Introduction

Myelodysplastic syndromes (MDS) represent a heterogeneous group of hematopoietic disorders that may progress to acute myeloid leukemia (AML) and often warrant allogeneic hematopoietic stem cell transplantation (allo-SCT) to achieve durable remission [1]. MDS predominantly affects the elderly, necessitating regimens with a balanced toxicity and tolerability [2]. While various reduced-intensity and myeloablative conditioning (MAC) regimens have been employed [3,4,5,6,7,8,9], the optimal approach in untreated patients remains uncertain. In this context, the sequential FLAMSA-FB regimen, incorporating an initial “induction-like” cytoreductive phase (FLAMSA) followed by a conditioning backbone of fludarabine and busulfan (FB), has been suggested to improve disease control prior to allo-SCT [10].
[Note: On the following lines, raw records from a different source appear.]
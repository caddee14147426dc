use serde::Serialize;

use crate::agent::normalize::{DiagnosisFields, FixFields};
use crate::error::AppError;
use crate::platform::types::RepoId;

/// Progress marker. Only moves forward; `Failed` is absorbing.
#[derive(Debug, Clone, Copy, PartialEq, Eq, PartialOrd, Ord, Serialize)]
#[serde(rename_all = "snake_case")]
pub enum Stage {
    Starting,
    LogsFetched,
    ErrorAnalyzed,
    FixGenerated,
    FixApplied,
    Completed,
    Failed,
}

impl Stage {
    pub fn as_str(&self) -> &'static str {
        match self {
            Stage::Starting => "starting",
            Stage::LogsFetched => "logs_fetched",
            Stage::ErrorAnalyzed => "error_analyzed",
            Stage::FixGenerated => "fix_generated",
            Stage::FixApplied => "fix_applied",
            Stage::Completed => "completed",
            Stage::Failed => "failed",
        }
    }
}

impl std::fmt::Display for Stage {
    fn fmt(&self, f: &mut std::fmt::Formatter<'_>) -> std::fmt::Result {
        f.write_str(self.as_str())
    }
}

/// Output of FetchLogs.
#[derive(Debug, Clone, PartialEq, Eq)]
pub struct Evidence {
    pub text: String,
}

/// Output of AnalyzeError.
#[derive(Debug, Clone, PartialEq, Eq)]
pub struct Diagnosis {
    pub error_type: String,
    pub failed_file: String,
    pub analysis: String,
    /// The reply could not be parsed and placeholders were used.
    pub from_fallback: bool,
}

impl Diagnosis {
    pub fn new(fields: DiagnosisFields, from_fallback: bool) -> Self {
        Self {
            error_type: fields.error_type,
            failed_file: fields.failed_file,
            analysis: fields.analysis,
            from_fallback,
        }
    }
}

/// Output of GenerateFix.
#[derive(Debug, Clone, PartialEq, Eq)]
pub struct Fix {
    pub fixed_content: String,
    pub explanation: String,
    /// Ref the original file was read from; the fix branch starts here.
    pub base_ref: String,
    pub from_fallback: bool,
}

impl Fix {
    pub fn new(fields: FixFields, base_ref: String, from_fallback: bool) -> Self {
        Self {
            fixed_content: fields.fixed_content,
            explanation: fields.explanation,
            base_ref,
            from_fallback,
        }
    }
}

/// Output of ApplyFix.
#[derive(Debug, Clone, PartialEq, Eq)]
pub struct AppliedFix {
    pub branch: String,
}

/// Output of CreatePullRequest.
#[derive(Debug, Clone, PartialEq, Eq)]
pub struct OpenedPullRequest {
    pub number: u64,
    pub url: String,
}

/// State of one healing run.
///
/// Each `with_*` transition consumes the previous value, fills exactly one
/// group of fields and advances the progress marker.
#[derive(Debug, Clone)]
pub struct WorkflowState {
    repo: RepoId,
    run_id: String,
    evidence: Option<Evidence>,
    diagnosis: Option<Diagnosis>,
    fix: Option<Fix>,
    applied: Option<AppliedFix>,
    pull_request: Option<OpenedPullRequest>,
    stage: Stage,
    last_completed: Stage,
}

impl WorkflowState {
    pub fn new(repo: RepoId, run_id: impl Into<String>) -> Self {
        Self {
            repo,
            run_id: run_id.into(),
            evidence: None,
            diagnosis: None,
            fix: None,
            applied: None,
            pull_request: None,
            stage: Stage::Starting,
            last_completed: Stage::Starting,
        }
    }

    fn advance(mut self, stage: Stage) -> Self {
        debug_assert!(self.stage < stage && self.stage != Stage::Failed);
        self.stage = stage;
        self.last_completed = stage;
        self
    }

    pub(crate) fn with_evidence(mut self, evidence: Evidence) -> Self {
        self.evidence = Some(evidence);
        self.advance(Stage::LogsFetched)
    }

    pub(crate) fn with_diagnosis(mut self, diagnosis: Diagnosis) -> Self {
        self.diagnosis = Some(diagnosis);
        self.advance(Stage::ErrorAnalyzed)
    }

    pub(crate) fn with_fix(mut self, fix: Fix) -> Self {
        self.fix = Some(fix);
        self.advance(Stage::FixGenerated)
    }

    pub(crate) fn with_applied_fix(mut self, applied: AppliedFix) -> Self {
        self.applied = Some(applied);
        self.advance(Stage::FixApplied)
    }

    pub(crate) fn with_pull_request(mut self, pr: OpenedPullRequest) -> Self {
        self.pull_request = Some(pr);
        self.advance(Stage::Completed)
    }

    pub(crate) fn failed(mut self) -> Self {
        self.stage = Stage::Failed;
        self
    }

    pub fn repo(&self) -> &RepoId {
        &self.repo
    }

    pub fn run_id(&self) -> &str {
        &self.run_id
    }

    pub fn current_stage(&self) -> Stage {
        self.stage
    }

    /// Last stage that finished; stays put when the run fails.
    pub fn last_completed_stage(&self) -> Stage {
        self.last_completed
    }

    pub fn evidence(&self) -> Option<&Evidence> {
        self.evidence.as_ref()
    }

    pub fn diagnosis(&self) -> Option<&Diagnosis> {
        self.diagnosis.as_ref()
    }

    pub fn fix(&self) -> Option<&Fix> {
        self.fix.as_ref()
    }

    pub fn applied_fix(&self) -> Option<&AppliedFix> {
        self.applied.as_ref()
    }

    pub fn pull_request(&self) -> Option<&OpenedPullRequest> {
        self.pull_request.as_ref()
    }

    pub fn error_logs(&self) -> Option<&str> {
        self.evidence.as_ref().map(|e| e.text.as_str())
    }

    pub fn failed_file(&self) -> Option<&str> {
        self.diagnosis.as_ref().map(|d| d.failed_file.as_str())
    }

    pub fn error_analysis(&self) -> Option<&str> {
        self.diagnosis.as_ref().map(|d| d.analysis.as_str())
    }

    pub fn proposed_fix(&self) -> Option<&str> {
        self.fix.as_ref().map(|f| f.fixed_content.as_str())
    }

    pub fn fix_explanation(&self) -> Option<&str> {
        self.fix.as_ref().map(|f| f.explanation.as_str())
    }

    pub fn branch_name(&self) -> Option<&str> {
        self.applied.as_ref().map(|a| a.branch.as_str())
    }

    pub fn pr_url(&self) -> Option<&str> {
        self.pull_request.as_ref().map(|p| p.url.as_str())
    }

    pub fn success(&self) -> bool {
        self.stage == Stage::Completed && self.pull_request.is_some()
    }
}

/// A run that stopped on a collaborator error. `state` holds everything
/// produced before the failing stage.
#[derive(Debug, thiserror::Error)]
#[error("{error} (last completed stage: {})", .state.last_completed_stage())]
pub struct WorkflowFailure {
    pub state: WorkflowState,
    pub error: AppError,
}

#[cfg(test)]
mod tests {
    use super::*;

    fn state() -> WorkflowState {
        WorkflowState::new(RepoId::new("octo", "app"), "123")
    }

    #[test]
    fn test_new_state_is_empty() {
        let state = state();
        assert_eq!(state.current_stage(), Stage::Starting);
        assert!(state.error_logs().is_none());
        assert!(state.pr_url().is_none());
        assert!(!state.success());
    }

    #[test]
    fn test_transitions_advance_marker() {
        let state = state().with_evidence(Evidence {
            text: "JOB: test".to_string(),
        });
        assert_eq!(state.current_stage(), Stage::LogsFetched);

        let state = state.with_diagnosis(Diagnosis::new(
            DiagnosisFields {
                error_type: "syntax".to_string(),
                failed_file: "app.py".to_string(),
                analysis: "bad indent".to_string(),
            },
            false,
        ));
        assert_eq!(state.current_stage(), Stage::ErrorAnalyzed);
        assert_eq!(state.failed_file(), Some("app.py"));
        assert_eq!(state.repo().full_name(), "octo/app");
        assert_eq!(state.run_id(), "123");
    }

    #[test]
    fn test_failed_keeps_fields_and_last_stage() {
        let state = state()
            .with_evidence(Evidence {
                text: "logs".to_string(),
            })
            .failed();
        assert_eq!(state.current_stage(), Stage::Failed);
        assert_eq!(state.last_completed_stage(), Stage::LogsFetched);
        assert_eq!(state.error_logs(), Some("logs"));
        assert!(!state.success());
    }

    #[test]
    fn test_failure_message_includes_error() {
        let failure = WorkflowFailure {
            state: state().failed(),
            error: AppError::GitHubApi("get_file_content app.py: File not found".to_string()),
        };
        let message = failure.to_string();
        assert!(message.contains("File not found"));
        assert!(message.contains("starting"));
    }

    #[test]
    fn test_stage_names() {
        assert_eq!(Stage::LogsFetched.to_string(), "logs_fetched");
        assert_eq!(
            serde_json::to_value(Stage::FixApplied).unwrap(),
            serde_json::json!("fix_applied")
        );
        assert!(Stage::Starting < Stage::Completed);
    }
}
Although FLAMSA-based regimens have shown promise in high-risk or relapsed/refractory disease, their value in treatment-naïve MDS remains controversial [10,11,12,13]. Emerging evidence suggests that upfront transplantation may suffice for lower-burden MDS [14, 15], calling into question whether an “induction-like” phase adds clinical benefit [16,17,18,19,20,21,22,23,24,25].
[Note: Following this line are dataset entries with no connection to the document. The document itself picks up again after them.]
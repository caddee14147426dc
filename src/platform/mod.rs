pub mod github;
pub mod types;

use async_trait::async_trait;

use crate::error::Result;
use types::*;

/// Sentinel evidence for a run with no failed jobs.
pub const NO_FAILURES_FOUND: &str = "No failed jobs found in this run";

#[async_trait]
pub trait Platform: Send + Sync {
    /// List the jobs (with steps) of a workflow run.
    async fn list_run_jobs(&self, repo: &RepoId, run_id: &str) -> Result<Vec<RunJob>>;

    /// Failure markers for every failed job and step of a run, or
    /// [`NO_FAILURES_FOUND`].
    async fn get_failed_run_evidence(&self, repo: &RepoId, run_id: &str) -> Result<String> {
        let jobs = self.list_run_jobs(repo, run_id).await?;
        Ok(render_failure_evidence(&jobs))
    }

    /// Name of the repository's default branch.
    async fn default_branch(&self, repo: &RepoId) -> Result<String>;

    /// Decoded content of a file at a ref.
    async fn get_file_content(&self, repo: &RepoId, path: &str, git_ref: &str) -> Result<String>;

    /// Blob sha of a file at a ref.
    async fn file_sha(&self, repo: &RepoId, path: &str, git_ref: &str) -> Result<String>;

    /// Create `new_branch` pointing at the head commit of `from_ref`.
    async fn create_branch(&self, repo: &RepoId, new_branch: &str, from_ref: &str) -> Result<()>;

    /// Delete a branch.
    async fn delete_branch(&self, repo: &RepoId, branch: &str) -> Result<()>;

    /// Commit new content for a single file onto a branch.
    async fn update_file(&self, repo: &RepoId, update: &UpdateFile) -> Result<()>;

    /// Create a pull request.
    async fn create_pull_request(&self, repo: &RepoId, pr: &CreatePullRequest)
        -> Result<PullRequest>;

    /// Most recent workflow runs, newest first.
    async fn list_workflow_runs(&self, repo: &RepoId, limit: u8)
        -> Result<Vec<WorkflowRunSummary>>;
}

/// Render failed jobs and steps as the evidence text handed to diagnosis.
pub fn render_failure_evidence(jobs: &[RunJob]) -> String {
    let separator = "=".repeat(60);
    let mut lines = Vec::new();

    for job in jobs.iter().filter(|j| is_failure(&j.conclusion)) {
        lines.push(format!("\n{separator}"));
        lines.push(format!("JOB: {}", job.name));
        lines.push(separator.clone());

        for step in job.steps.iter().filter(|s| is_failure(&s.conclusion)) {
            lines.push(format!("\n❌ FAILED STEP: {}", step.name));
            lines.push("Status: failure".to_string());
        }
    }

    if lines.is_empty() {
        return NO_FAILURES_FOUND.to_string();
    }

    lines.join("\n")
}

fn is_failure(conclusion: &Option<String>) -> bool {
    conclusion.as_deref() == Some("failure")
}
We conducted this study to compare transplant outcomes between FLAMSA-FB and standard conditioning regimens in previously untreated MDS.

Materials and methods

In this retrospective study, we compared allo-SCT outcomes between FLAMSA-FB and standard conditioning regimens.
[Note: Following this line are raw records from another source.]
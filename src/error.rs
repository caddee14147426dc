use thiserror::Error;

#[derive(Debug, Error)]
pub enum AppError {
    #[error("Configuration error: {0}")]
    Config(String),

    #[error("GitHub API error: {0}")]
    GitHubApi(String),

    #[error("Claude API error: {0}")]
    ClaudeApi(String),

    #[error("Claude API rate limited: {0}")]
    ClaudeRateLimited(String),

    #[error("Timed out: {0}")]
    Timeout(String),

    #[error("Cancelled: {0}")]
    Cancelled(String),

    #[error("Diagnosis could not be parsed and the fallback policy is abort: {0}")]
    FallbackDiagnosis(String),

    #[error("Serialization error: {0}")]
    Serialization(#[from] serde_json::Error),

    #[error("HTTP request error: {0}")]
    Http(#[from] reqwest::Error),

    #[error("I/O error: {0}")]
    Io(#[from] std::io::Error),

    #[error("Internal error: {0}")]
    Internal(String),
}

impl From<octocrab::Error> for AppError {
    fn from(e: octocrab::Error) -> Self {
        AppError::GitHubApi(host_message(&e))
    }
}

/// The message GitHub itself reported, falling back to the transport error.
pub fn host_message(e: &octocrab::Error) -> String {
    match e {
        octocrab::Error::GitHub { source, .. } => source.message.clone(),
        other => other.to_string(),
    }
}

/// The HTTP status GitHub answered with, if the error came from GitHub.
pub fn host_status(e: &octocrab::Error) -> Option<u16> {
    match e {
        octocrab::Error::GitHub { source, .. } => Some(source.status_code.as_u16()),
        _ => None,
    }
}

pub type Result<T> = std::result::Result<T, AppError>;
Ethics approval and consent to participate

This study was approved by the Ethics Committee of the University Medical Center Hamburg-Eppendorf (UKE) (reference number: 2022-100940-BO-ff). The study was performed in accordance with the Declaration of Helsinki. Informed consent was obtained from all participants.

All patients who underwent allo-SCT for untreated MDS (with 5–20% bone marrow blasts) at the University Medical Center Hamburg between 2006 and 2024 were included. Myeloablative conditioning regimens were defined according to the working group definition [26]. The FLAMSA-FB regimen included fludarabine (30 mg/m2; total dose 120 mg/m2), amsacrine (100 mg/m2; total dose 400 mg/m2), and cytarabine (1 g/m2; total dose 4 g/m2) from days −11 to −8, followed by a 3-day interval without therapy followed by Busulfan (total dose 6.4 mg/kg) from days −4 to −3, and Fludarabine (30 mg/m2; total dose 60 mg/m2) on days −4 and −3.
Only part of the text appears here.